Extracted records Start Marker

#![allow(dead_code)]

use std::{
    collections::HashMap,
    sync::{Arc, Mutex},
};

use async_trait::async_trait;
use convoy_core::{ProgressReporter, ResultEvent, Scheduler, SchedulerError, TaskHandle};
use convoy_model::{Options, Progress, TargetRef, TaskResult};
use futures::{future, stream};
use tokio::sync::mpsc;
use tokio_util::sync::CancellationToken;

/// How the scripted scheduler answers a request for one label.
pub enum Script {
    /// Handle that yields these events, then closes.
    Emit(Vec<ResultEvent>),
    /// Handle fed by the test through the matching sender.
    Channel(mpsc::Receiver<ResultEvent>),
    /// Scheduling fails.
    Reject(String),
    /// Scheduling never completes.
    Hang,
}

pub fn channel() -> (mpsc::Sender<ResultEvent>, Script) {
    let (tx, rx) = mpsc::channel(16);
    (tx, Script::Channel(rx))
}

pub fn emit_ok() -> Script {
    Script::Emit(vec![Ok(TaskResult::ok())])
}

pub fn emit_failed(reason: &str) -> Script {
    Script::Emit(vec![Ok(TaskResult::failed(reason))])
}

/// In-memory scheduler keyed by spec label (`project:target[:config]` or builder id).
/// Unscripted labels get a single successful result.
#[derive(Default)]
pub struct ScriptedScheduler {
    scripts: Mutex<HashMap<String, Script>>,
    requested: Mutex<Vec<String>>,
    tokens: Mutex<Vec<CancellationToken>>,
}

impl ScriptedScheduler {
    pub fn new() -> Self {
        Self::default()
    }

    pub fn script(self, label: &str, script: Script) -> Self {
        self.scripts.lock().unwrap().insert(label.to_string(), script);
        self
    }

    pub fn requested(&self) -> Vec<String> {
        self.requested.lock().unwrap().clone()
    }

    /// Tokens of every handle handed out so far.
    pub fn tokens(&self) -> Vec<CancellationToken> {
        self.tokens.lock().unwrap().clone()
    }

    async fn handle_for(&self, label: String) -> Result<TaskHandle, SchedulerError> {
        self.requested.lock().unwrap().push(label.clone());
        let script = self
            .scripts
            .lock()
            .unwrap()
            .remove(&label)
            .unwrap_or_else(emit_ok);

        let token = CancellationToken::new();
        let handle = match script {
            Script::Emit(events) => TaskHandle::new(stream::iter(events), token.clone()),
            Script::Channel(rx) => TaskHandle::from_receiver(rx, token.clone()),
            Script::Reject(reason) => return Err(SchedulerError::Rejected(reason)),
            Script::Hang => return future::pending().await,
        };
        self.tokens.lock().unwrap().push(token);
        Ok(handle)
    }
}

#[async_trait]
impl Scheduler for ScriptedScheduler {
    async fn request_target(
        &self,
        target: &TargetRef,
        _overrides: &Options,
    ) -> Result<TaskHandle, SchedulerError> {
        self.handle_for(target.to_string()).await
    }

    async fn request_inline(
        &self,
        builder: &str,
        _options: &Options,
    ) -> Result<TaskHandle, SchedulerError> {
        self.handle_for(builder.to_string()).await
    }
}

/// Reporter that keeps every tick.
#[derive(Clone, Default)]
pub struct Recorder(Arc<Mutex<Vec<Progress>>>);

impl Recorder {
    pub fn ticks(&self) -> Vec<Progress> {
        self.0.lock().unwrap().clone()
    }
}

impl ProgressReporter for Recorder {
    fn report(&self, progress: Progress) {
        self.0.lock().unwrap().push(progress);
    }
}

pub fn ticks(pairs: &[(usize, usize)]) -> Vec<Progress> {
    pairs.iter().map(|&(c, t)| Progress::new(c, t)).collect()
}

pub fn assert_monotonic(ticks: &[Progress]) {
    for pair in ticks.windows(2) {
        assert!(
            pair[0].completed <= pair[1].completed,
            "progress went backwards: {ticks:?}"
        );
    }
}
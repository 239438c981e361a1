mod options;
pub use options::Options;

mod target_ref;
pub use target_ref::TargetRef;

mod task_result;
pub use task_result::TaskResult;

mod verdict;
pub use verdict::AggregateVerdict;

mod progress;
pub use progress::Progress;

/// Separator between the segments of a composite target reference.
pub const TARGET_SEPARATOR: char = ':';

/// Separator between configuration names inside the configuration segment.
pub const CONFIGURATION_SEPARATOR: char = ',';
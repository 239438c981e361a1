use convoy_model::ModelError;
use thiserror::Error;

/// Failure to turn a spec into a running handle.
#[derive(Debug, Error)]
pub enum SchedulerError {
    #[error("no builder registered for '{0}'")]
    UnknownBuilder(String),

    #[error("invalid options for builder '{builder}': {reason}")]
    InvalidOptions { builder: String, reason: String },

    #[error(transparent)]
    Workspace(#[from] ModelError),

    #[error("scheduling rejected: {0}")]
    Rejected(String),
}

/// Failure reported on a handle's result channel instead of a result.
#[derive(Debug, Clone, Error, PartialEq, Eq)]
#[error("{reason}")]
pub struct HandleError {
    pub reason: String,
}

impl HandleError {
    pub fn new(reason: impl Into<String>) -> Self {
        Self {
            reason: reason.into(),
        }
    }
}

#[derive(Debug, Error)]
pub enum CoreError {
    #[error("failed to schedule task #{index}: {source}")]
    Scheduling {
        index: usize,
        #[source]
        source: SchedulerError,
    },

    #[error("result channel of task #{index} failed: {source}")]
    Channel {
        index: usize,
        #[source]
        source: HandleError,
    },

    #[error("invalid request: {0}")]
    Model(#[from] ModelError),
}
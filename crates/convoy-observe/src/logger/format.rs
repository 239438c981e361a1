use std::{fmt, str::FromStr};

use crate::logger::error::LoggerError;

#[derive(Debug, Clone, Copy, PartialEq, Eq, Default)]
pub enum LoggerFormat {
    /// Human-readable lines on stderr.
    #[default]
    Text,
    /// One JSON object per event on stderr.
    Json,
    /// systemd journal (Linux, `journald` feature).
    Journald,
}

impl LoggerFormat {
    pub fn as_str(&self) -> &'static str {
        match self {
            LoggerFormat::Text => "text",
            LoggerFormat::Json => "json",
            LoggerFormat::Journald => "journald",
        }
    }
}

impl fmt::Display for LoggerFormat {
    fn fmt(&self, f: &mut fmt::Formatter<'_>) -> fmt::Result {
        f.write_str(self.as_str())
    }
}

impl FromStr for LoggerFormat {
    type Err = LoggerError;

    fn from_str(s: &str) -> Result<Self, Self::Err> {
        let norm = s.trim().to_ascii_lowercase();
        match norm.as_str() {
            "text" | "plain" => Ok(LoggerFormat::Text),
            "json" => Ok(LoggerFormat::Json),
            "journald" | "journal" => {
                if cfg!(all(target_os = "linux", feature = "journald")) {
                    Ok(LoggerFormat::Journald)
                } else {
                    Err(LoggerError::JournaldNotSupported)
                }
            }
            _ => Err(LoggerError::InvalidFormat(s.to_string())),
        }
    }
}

Extracted records End Marker

Exercise requirements => Go through the data and return each line where the word "reason" appears.

Solution for this exercise =>
pub fn emit_failed(reason: &str) -> Script {
    Script::Emit(vec![Ok(TaskResult::failed(reason))])
            Script::Reject(reason) => return Err(SchedulerError::Rejected(reason)),
    #[error("invalid options for builder '{builder}': {reason}")]
    InvalidOptions { builder: String, reason: String },
#[error("{reason}")]
    pub reason: String,
    pub fn new(reason: impl Into<String>) -> Self {
            reason: reason.into(),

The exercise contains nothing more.